Nach der Lateinisch und Deutschen Ausgabe He.rausgegeben von Kurt Smolka – St. Martinus-Verlag, Eisenstadt
Hier nur die deutsche Version
20. Um aber auch weniger Bedeutendes in eine Reihe mit Martins Großtaten zu stellen – allerdings, wie der Zeitgeist unserer Gegenwart nun einmal ist, in der alle Werte entstellt und verkommen sind, ist es fast schon etwas Außergewöhnliches, wenn ein hoher Geistlicher standhaft genug gewesen ist, sich von Unterwürfigkeit gegenüber einem Herrscher fern zu halten: als sich einmal bei Kaiser Maximus, einem brutalen und wegen seines Sieges in Bürgerkriegswirren überheblichen Mann, etliche Bischöfe aus aller Welt eingefunden hatten, man allenthalben schäbige Unterwürfigkeit gegenüber dem Kaiser an den Tag legte und sich die würdigen Geistlichen, niedrig und wankelmütig, zu willfährigen Höflingen des Herrschers gewandelt hatten, konnte sich allein in der Person Martins die von den Aposteln ererbte Autorität behaupten. Denn wenn es darum ging, für irgendwelche Leute ein gute Wort beim Herrscher einzulegen, klang das bei ihm eher nach einem Befehl als nach einer Bitte; andererseits blieb er den Banquetts, obwohl oftmals geladen, fern; er sagte nämlich , er könne nicht mit einem Herrn Tischgemeinschaft haben, der zwei Kaiser beraubt habe – den einen seiner Herrschaft, den anderen seines Lebens. Doch Maximus versicherte, er habe nicht von sich aus nach derMacht gegriffen, sondern nur die Regierungspflicht, die ihm die Soldaten nach göttlichem Willen auferlegt hätten, mit Waffengewalt verteidigt; auch sei Gottes Wohlwollen offenkundig nicht fern von dem, welchem der Sieg durch so eine unglaubliche Fügung zugefallen sei; keiner seiner Gegner sei auf andere Weise umgekommen als im offenen Kampf. Da ließ Martin sich schließlich umstimmen – sei es durch Argumente, sei es durch Bitten – und kam zu einem Banquett. Der Kaiser aber war überglücklich, dies erreicht zu haben.
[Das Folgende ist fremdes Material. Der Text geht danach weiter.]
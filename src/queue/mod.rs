//! Multi-producer, single-consumer work queue.
//!
//! [`SingleConsumerQueue`] accepts items from any number of producers and
//! guarantees that at most one consumption task processes them at a time.
//! Producers never run the consumer themselves: the first enqueue that finds
//! no active processor asks [`QueueHooks::start_processor`] to schedule one,
//! and that processor repeatedly calls [`SingleConsumerQueue::dequeue`] until
//! the queue reports it is empty.
//!
//! Batches are handed to [`QueueHooks::process`] outside the queue lock so
//! producers are never blocked by processing.

pub mod config;
pub(crate) mod ring;

#[cfg(not(loom))]
use std::sync::{Mutex, MutexGuard};
use std::sync::PoisonError;

#[cfg(loom)]
use loom::sync::{Mutex, MutexGuard};
use tracing::{debug, warn};

pub use config::{
    DEFAULT_BUCKET_SIZE,
    DEFAULT_BULK_SIZE,
    DEFAULT_INITIAL_CAPACITY,
    QueueConfig,
    QueueConfigBuilder,
    QueueConfigError,
};
use ring::RingBuffer;

use crate::metrics::{self, DropReason};

/// Behaviour plugged into a [`SingleConsumerQueue`].
///
/// Hooks are called without the queue lock held, except for
/// [`keep_on_clear`](Self::keep_on_clear), which runs under the lock and must
/// not call back into the queue.
pub trait QueueHooks<T>: Send + Sync {
    /// Schedule a task that will call [`SingleConsumerQueue::dequeue`] until it
    /// returns `false`.
    ///
    /// Invoked at most once per idle-to-busy transition.
    fn start_processor(&self);

    /// Consume one batch of items in FIFO order.
    ///
    /// Panics propagate to the caller of `dequeue`; the queue does not catch
    /// them.
    fn process(&self, batch: Vec<T>);

    /// Whether `item` survives [`SingleConsumerQueue::clear`].
    fn keep_on_clear(&self, _item: &T) -> bool { false }
}

#[derive(Debug)]
struct QueueState<T> {
    ring: RingBuffer<T>,
    closed: bool,
    started: bool,
    processor_active: bool,
}

impl<T> QueueState<T> {
    /// Mark a processor active if one should be spawned now.
    fn claim_processor(&mut self) -> bool {
        if self.started && !self.processor_active && !self.ring.is_empty() {
            self.processor_active = true;
            return true;
        }
        false
    }
}

/// FIFO queue with an exclusive-processor invariant.
///
/// # Examples
///
/// ```
/// use std::sync::Mutex;
///
/// use relaycore::queue::{QueueConfig, QueueHooks, SingleConsumerQueue};
///
/// #[derive(Default)]
/// struct Recorder(Mutex<Vec<u32>>);
///
/// impl QueueHooks<u32> for Recorder {
///     fn start_processor(&self) {}
///     fn process(&self, batch: Vec<u32>) {
///         self.0.lock().expect("recorder lock").extend(batch);
///     }
/// }
///
/// let queue = SingleConsumerQueue::new(QueueConfig::default(), Recorder::default());
/// queue.enqueue(1);
/// queue.enqueue(2);
/// while queue.dequeue() {}
/// assert_eq!(*queue.hooks().0.lock().expect("recorder lock"), vec![1, 2]);
/// ```
#[derive(Debug)]
pub struct SingleConsumerQueue<T, H> {
    state: Mutex<QueueState<T>>,
    hooks: H,
    bulk_size: usize,
}

impl<T, H> SingleConsumerQueue<T, H>
where
    T: Send,
    H: QueueHooks<T>,
{
    /// Create a started queue.
    #[must_use]
    pub fn new(config: QueueConfig, hooks: H) -> Self { Self::with_started(config, hooks, true) }

    /// Create a queue that accepts items but spawns no processor until
    /// [`start_queue`](Self::start_queue) is called.
    #[must_use]
    pub fn stopped(config: QueueConfig, hooks: H) -> Self {
        Self::with_started(config, hooks, false)
    }

    fn with_started(config: QueueConfig, hooks: H, started: bool) -> Self {
        Self {
            state: Mutex::new(QueueState {
                ring: RingBuffer::new(config.initial_capacity(), config.bucket_size()),
                closed: false,
                started,
                processor_active: false,
            }),
            hooks,
            bulk_size: config.bulk_size(),
        }
    }

    /// Append `item`, spawning a processor if none is active.
    ///
    /// Returns `false` if the queue is closed; the item is dropped. This is
    /// not treated as an error, so callers that care about loss should check
    /// [`is_closed`](Self::is_closed).
    pub fn enqueue(&self, item: T) -> bool {
        let spawn = {
            let mut state = self.lock();
            if state.closed {
                drop(state);
                debug!("enqueue on closed queue, item dropped");
                metrics::add_dropped(DropReason::AfterClose, 1);
                return false;
            }
            state.ring.push_back(item);
            state.claim_processor()
        };
        metrics::inc_enqueued();
        if spawn {
            debug!("starting queue processor");
            self.hooks.start_processor();
        }
        true
    }

    /// Remove up to one batch and hand it to [`QueueHooks::process`].
    ///
    /// Only the active processor may call this. Returns `true` when items
    /// remain, in which case the processor stays active and should run again;
    /// `false` means the processor has been released and must stop.
    pub fn dequeue(&self) -> bool {
        let batch = {
            let mut state = self.lock();
            if state.closed || !state.started || state.ring.is_empty() {
                state.processor_active = false;
                return false;
            }
            let take = self.bulk_size.min(state.ring.len());
            let mut batch = Vec::with_capacity(take);
            batch.extend(std::iter::from_fn(|| state.ring.pop_front()).take(take));
            batch
        };

        let guard = ReleaseOnUnwind { queue: self };
        self.hooks.process(batch);
        drop(guard);

        let mut state = self.lock();
        let more = !state.ring.is_empty();
        if !more {
            state.processor_active = false;
        }
        more
    }

    /// Drop pending items except those protected by
    /// [`QueueHooks::keep_on_clear`], preserving the order of survivors.
    ///
    /// Returns the number of items dropped.
    pub fn clear(&self) -> usize {
        let mut state = self.lock();
        let before = state.ring.len();
        let hooks = &self.hooks;
        state.ring.retain(|item| hooks.keep_on_clear(item));
        let dropped = before - state.ring.len();
        drop(state);
        if dropped > 0 {
            debug!(dropped, "queue cleared");
            metrics::add_dropped(DropReason::Cleared, dropped);
        }
        dropped
    }

    /// Resume spawning processors, starting one now if work is pending.
    pub fn start_queue(&self) {
        let spawn = {
            let mut state = self.lock();
            state.started = true;
            state.claim_processor()
        };
        if spawn {
            debug!("starting queue processor after resume");
            self.hooks.start_processor();
        }
    }

    /// Stop spawning processors. Items are still accepted.
    ///
    /// An active processor finishes its current batch and then stops.
    pub fn stop_queue(&self) { self.lock().started = false; }

    /// Close the queue and release its backing store.
    ///
    /// Pending items are discarded and their count returned; a non-zero
    /// result is a data-loss event and is logged. Drain or
    /// [`clear`](Self::clear) the queue first if that matters. Closing twice
    /// returns zero.
    pub fn close(&self) -> usize {
        let discarded = {
            let mut state = self.lock();
            if state.closed {
                return 0;
            }
            state.closed = true;
            state.ring.release()
        };
        let dropped = discarded.len();
        drop(discarded);
        if dropped > 0 {
            warn!(dropped, "queue closed with pending items");
            metrics::add_dropped(DropReason::Closed, dropped);
        }
        dropped
    }
}

impl<T, H> SingleConsumerQueue<T, H> {
    /// Number of pending items.
    #[must_use]
    pub fn len(&self) -> usize { self.lock().ring.len() }

    /// Whether no items are pending.
    #[must_use]
    pub fn is_empty(&self) -> bool { self.lock().ring.is_empty() }

    /// Current slot capacity of the backing store.
    #[must_use]
    pub fn capacity(&self) -> usize { self.lock().ring.capacity() }

    /// Whether [`close`](Self::close) has been called.
    #[must_use]
    pub fn is_closed(&self) -> bool { self.lock().closed }

    /// Whether processors may be spawned.
    #[must_use]
    pub fn is_started(&self) -> bool { self.lock().started }

    /// Whether a processor is currently scheduled or running.
    #[must_use]
    pub fn is_processing(&self) -> bool { self.lock().processor_active }

    /// Borrow the hooks.
    #[must_use]
    pub fn hooks(&self) -> &H { &self.hooks }

    fn lock(&self) -> MutexGuard<'_, QueueState<T>> {
        // Bookkeeping sections never panic mid-update; poisoned state is consistent.
        self.state.lock().unwrap_or_else(PoisonError::into_inner)
    }
}

/// Releases the processor slot if `process` unwinds, so a later enqueue can
/// schedule a fresh processor.
struct ReleaseOnUnwind<'a, T, H> {
    queue: &'a SingleConsumerQueue<T, H>,
}

impl<T, H> Drop for ReleaseOnUnwind<'_, T, H> {
    fn drop(&mut self) {
        if std::thread::panicking() {
            self.queue.lock().processor_active = false;
        }
    }
}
Als Gäste aber waren, so als hätte man anläßlich eines Festtages geladen, bedeutende, höchstrangige Persönlichkeiten anwesend, der Präfekt und Konsul Evodius, ausgezeichnet durch unübertreffliche Rechtschaffenheit, zwei hochgestellte Hofbeamte sowie der Bruder und der Oheim des Kaisers. Mitten unter ihnen hatte ein Priester Martins Platz genommen, er selbst aber saß auf einem kleinen Thron neben dem Kaiser. Etwa zur Halbzeit des Banquetts reichte ein Diener, wie üblich, dem Kaiser eine Trinkschale. Dieser befahl, sie doch zuerst dem hochheiligen Bischof zu geben, in der hoffnungsvollen Erwartung, aus dessen Hand den Becher zu erhalten. Doch als Martin zu Ende getrunken hatte, reichte er die Schale an seinen Priester weiter, da er nämlich keinen für würdiger hielt, als erster nach ihm zu trinken, er meinte, nicht recht zu handeln, wenn er den Herrscher selbst oder die dem Herrscherrang nächsten Personen einem Priester vorzöge. Ob dieses Verhaltens waren der Kaiser und alle Anwesenden so verwundert, dass sie gerade an jener Haltung Gefallen fanden, die für sie eine Herabsetzung bedeutet hatte. Und im ganzen Palast redete man davon, dass Martin bei einem kaiserlichen Banquett etwas getan hatte, das keiner der Bischöfe bei Gastmählern niedriger Beamter getan hätte.
Martin kündete eben diesem Maximus schon lange im voraus an, er solle wissen, dass er, wenn er nach Italien zöge – er wollte nämlich dorthin aufbrechen, um einen Krieg gegen Kaiser Valentinian zu beginnen – , beim ersten Angriff zwar siegreich sein, wenige Zeit später aber umkommen werde. Dies trat denn auch ein, wie wir erlebt haben. Denn bei seinem ersten Herannahen musste Valentinian zunächst die Flucht ergreifen. Danach aber, etwa ein Jahr später, als er wieder ein schlagkräftiges Heer gesammelt hatte, nahm er Maximus innerhalb der Mauern Aquileias gefangen und ließ ihn töten.